Taylor machine learning project identifies diseases using X-ray images


Data science methods like machine learning have become important to helping clinician’s diagnose disease. Shara Taylor, an M.S. Data Science candidate, recently gained hands-on experience using X-ray images to distinguish COVID-19 from other illnesses affecting the lungs.
The project was part of the MSDS 550 Computational Machine Learning course taught Dr. Bishnu Sarker, assistant professor of computer science and data science.
Using 2,000 images from the COVID-19 Radiography Database, Taylor built a Convolutional Neural Network (CNN) that can distinguish between COVID-19, viral pneumonia, lung infections and normal lungs.
“It was really an interesting project,” says Taylor. “It is amazing that you can build an algorithm that can work at such a granular level and diagnose a disease.”
The project called for a supervised machine learning approach. She coded in Python, using the Matplotlib and NumPy libraries, and used Torchvision to program the machine learning.
“I set up a training and a test folder,” says Taylor. “The X-ray images in the test folder were labeled as either COVID-19, viral pneumonia, lung infections, or normal lungs.”

Taylor then trained the algorithm to identify the COVID-19 images in the training folder.

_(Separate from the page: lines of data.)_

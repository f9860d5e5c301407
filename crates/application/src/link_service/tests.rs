use std::sync::Arc;

use chrono::Utc;

use grantflow_core::{Actor, AppError, UserId, WorkspaceId};
use grantflow_domain::{
    ActivityAction, GrantRole, GrantType, InvitationMethod, InvitationStatus, NewLinkSettings,
    PermissionLevel, TargetId,
};

use crate::test_support::{
    FakeStore, RecordingNotifier, access_request_service, invitation_service,
};

use super::{InvitationLinkService, JoinOutcome};

fn link_service(store: &Arc<FakeStore>) -> InvitationLinkService {
    let notifier = Arc::new(RecordingNotifier::default());
    InvitationLinkService::new(
        store.clone(),
        invitation_service(store, &notifier),
        access_request_service(store),
    )
}

fn link_input(workspace_id: WorkspaceId) -> NewLinkSettings {
    NewLinkSettings {
        workspace_id,
        grant_type: GrantType::Workspace,
        target_id: TargetId::new(),
        default_role: GrantRole::Member,
        default_permission: None,
        requires_approval: false,
        allowed_domains: vec!["Acme.com".to_owned()],
        blocked_domains: Vec::new(),
        max_uses: None,
        expires_at: None,
        created_by: UserId::new(),
    }
}

#[tokio::test]
async fn create_link_normalises_domains_and_defaults_permission() {
    let store = Arc::new(FakeStore::default());
    let service = link_service(&store);

    let settings = service
        .create_link_settings(link_input(WorkspaceId::new()))
        .await
        .unwrap_or_else(|_| unreachable!());

    assert!(settings.is_active);
    assert_eq!(settings.default_permission, PermissionLevel::Edit);
    assert_eq!(settings.allowed_domains.as_slice(), &["acme.com".to_owned()]);
    assert_eq!(settings.link_token.len(), 64);
}

#[tokio::test]
async fn create_link_rejects_role_outside_scope() {
    let store = Arc::new(FakeStore::default());
    let service = link_service(&store);
    let mut input = link_input(WorkspaceId::new());
    input.grant_type = GrantType::Team;
    input.default_role = GrantRole::Guest;

    let result = service.create_link_settings(input).await;
    assert!(matches!(result, Err(AppError::InvalidRoleForType { .. })));
}

#[tokio::test]
async fn validate_link_checks_activity_then_domain() {
    let store = Arc::new(FakeStore::default());
    let service = link_service(&store);
    let settings = service
        .create_link_settings(link_input(WorkspaceId::new()))
        .await
        .unwrap_or_else(|_| unreachable!());
    let token = settings.link_token.as_str();

    assert!(
        service
            .validate_link(token, "dev@acme.com", Utc::now())
            .await
            .is_ok()
    );
    assert!(matches!(
        service
            .validate_link(token, "dev@elsewhere.com", Utc::now())
            .await,
        Err(AppError::DomainRejected(_))
    ));

    let deactivated = service.set_link_active(settings.id, false).await;
    assert!(matches!(deactivated, Ok(ref value) if !value.is_active));
    assert!(matches!(
        service.validate_link(token, "dev@acme.com", Utc::now()).await,
        Err(AppError::LinkInvalid(_))
    ));
    assert!(matches!(
        service.validate_link("unknown", "dev@acme.com", Utc::now()).await,
        Err(AppError::NotFound(_))
    ));
}

#[tokio::test]
async fn join_consumes_use_and_accepts_link_invitation() {
    let store = Arc::new(FakeStore::default());
    let service = link_service(&store);
    let mut input = link_input(WorkspaceId::new());
    input.max_uses = Some(1);
    let settings = service
        .create_link_settings(input)
        .await
        .unwrap_or_else(|_| unreachable!());
    let actor = Actor::user(UserId::new());
    let user_id = UserId::new();

    let outcome = service
        .join_via_link(&actor, settings.link_token.as_str(), user_id, "dev@acme.com")
        .await
        .unwrap_or_else(|_| unreachable!());

    let JoinOutcome::Joined(invitation) = outcome else {
        unreachable!();
    };
    assert_eq!(invitation.status, InvitationStatus::Accepted);
    assert_eq!(invitation.method, InvitationMethod::Link);
    assert_eq!(invitation.invitee_user_id, Some(user_id));
    assert_eq!(
        invitation.link_token.as_deref(),
        Some(settings.link_token.as_str())
    );

    let activity = store.activity.lock().await;
    assert!(
        activity
            .iter()
            .any(|entry| entry.invitation_id == invitation.id
                && entry.action == ActivityAction::LinkUsed)
    );
    drop(activity);

    let exhausted = service
        .join_via_link(
            &actor,
            settings.link_token.as_str(),
            UserId::new(),
            "ops@acme.com",
        )
        .await;
    assert!(matches!(exhausted, Err(AppError::LinkInvalid(_))));
}

#[tokio::test]
async fn concurrent_joins_never_exceed_ceiling() {
    let store = Arc::new(FakeStore::default());
    let service = link_service(&store);
    let mut input = link_input(WorkspaceId::new());
    input.max_uses = Some(1);
    let settings = service
        .create_link_settings(input)
        .await
        .unwrap_or_else(|_| unreachable!());
    let actor = Actor::user(UserId::new());
    let token = settings.link_token.as_str();

    let (first, second) = tokio::join!(
        service.join_via_link(&actor, token, UserId::new(), "one@acme.com"),
        service.join_via_link(&actor, token, UserId::new(), "two@acme.com"),
    );

    assert_eq!(
        [first.is_ok(), second.is_ok()]
            .iter()
            .filter(|joined| **joined)
            .count(),
        1
    );
    let stored = service.find_link_settings(settings.id).await;
    assert!(matches!(stored, Ok(Some(value)) if value.use_count == 1));
}

#[tokio::test]
async fn approval_link_files_access_request() {
    let store = Arc::new(FakeStore::default());
    let service = link_service(&store);
    let mut input = link_input(WorkspaceId::new());
    input.requires_approval = true;
    let settings = service
        .create_link_settings(input)
        .await
        .unwrap_or_else(|_| unreachable!());

    let outcome = service
        .join_via_link(
            &Actor::user(UserId::new()),
            settings.link_token.as_str(),
            UserId::new(),
            "dev@acme.com",
        )
        .await;

    assert!(matches!(outcome, Ok(JoinOutcome::PendingApproval(_))));
    assert!(store.invitations.lock().await.is_empty());
    let stored = service.find_link_settings(settings.id).await;
    assert!(matches!(stored, Ok(Some(value)) if value.use_count == 0));
}

#[tokio::test]
async fn unroutable_email_is_rejected_before_consuming_a_use() {
    let store = Arc::new(FakeStore::default());
    let service = link_service(&store);
    let mut input = link_input(WorkspaceId::new());
    input.allowed_domains = Vec::new();
    input.max_uses = Some(1);
    let settings = service
        .create_link_settings(input)
        .await
        .unwrap_or_else(|_| unreachable!());
    let actor = Actor::user(UserId::new());
    let token = settings.link_token.as_str();

    let rejected = service
        .join_via_link(&actor, token, UserId::new(), "user@intranet")
        .await;
    assert!(matches!(rejected, Err(AppError::Validation(_))));
    let stored = service.find_link_settings(settings.id).await;
    assert!(matches!(stored, Ok(Some(value)) if value.use_count == 0));

    let joined = service
        .join_via_link(&actor, token, UserId::new(), "good@example.com")
        .await;
    assert!(matches!(joined, Ok(JoinOutcome::Joined(_))));
    assert!(matches!(
        service.invitations.find_by_link_token(token).await,
        Ok(ref created) if created.len() == 1
    ));
}

#[tokio::test]
async fn failed_invitation_insert_gives_the_use_back() {
    let store = Arc::new(FakeStore {
        fail_invitation_creates: true,
        ..FakeStore::default()
    });
    let service = link_service(&store);
    let mut input = link_input(WorkspaceId::new());
    input.max_uses = Some(1);
    let settings = service
        .create_link_settings(input)
        .await
        .unwrap_or_else(|_| unreachable!());

    let result = service
        .join_via_link(
            &Actor::user(UserId::new()),
            settings.link_token.as_str(),
            UserId::new(),
            "dev@acme.com",
        )
        .await;

    assert!(matches!(result, Err(AppError::Internal(_))));
    let stored = service.find_link_settings(settings.id).await;
    assert!(matches!(stored, Ok(Some(value)) if value.use_count == 0));
}

#[tokio::test]
async fn unrecorded_join_is_withdrawn_and_gives_the_use_back() {
    let store = Arc::new(FakeStore {
        fail_activity_appends: true,
        ..FakeStore::default()
    });
    let service = link_service(&store);
    let mut input = link_input(WorkspaceId::new());
    input.max_uses = Some(1);
    let settings = service
        .create_link_settings(input)
        .await
        .unwrap_or_else(|_| unreachable!());

    let result = service
        .join_via_link(
            &Actor::user(UserId::new()),
            settings.link_token.as_str(),
            UserId::new(),
            "dev@acme.com",
        )
        .await;

    assert!(matches!(result, Err(AppError::Internal(_))));
    assert!(
        store
            .invitations
            .lock()
            .await
            .values()
            .all(|invitation| invitation.status == InvitationStatus::Cancelled)
    );
    let stored = service.find_link_settings(settings.id).await;
    assert!(matches!(stored, Ok(Some(value)) if value.use_count == 0));
}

“I compared those images in the training folder to images in the test folder. I actually used different images in the test folder, to see if it would recognize images it had not seen before and was able to do so with 86 percent accuracy,” says Taylor.
The project was her first experience with machine learning.
“I was surprised to learn that machine learning is just a few lines of code,” says Taylor. “Everything else is preparing the data and setting the parameters.”
Upon starting the M.S. Data Science program, she was interested in both database management and data analysis. Her course projects have not only given Taylor practical experience, but have helped her hone her data science interests.
“I am now much more interested in the actual pre-processing, data wrangling, cleaning and statistical analysis,” says Taylor. “The projects with that work have been the most interesting to me.”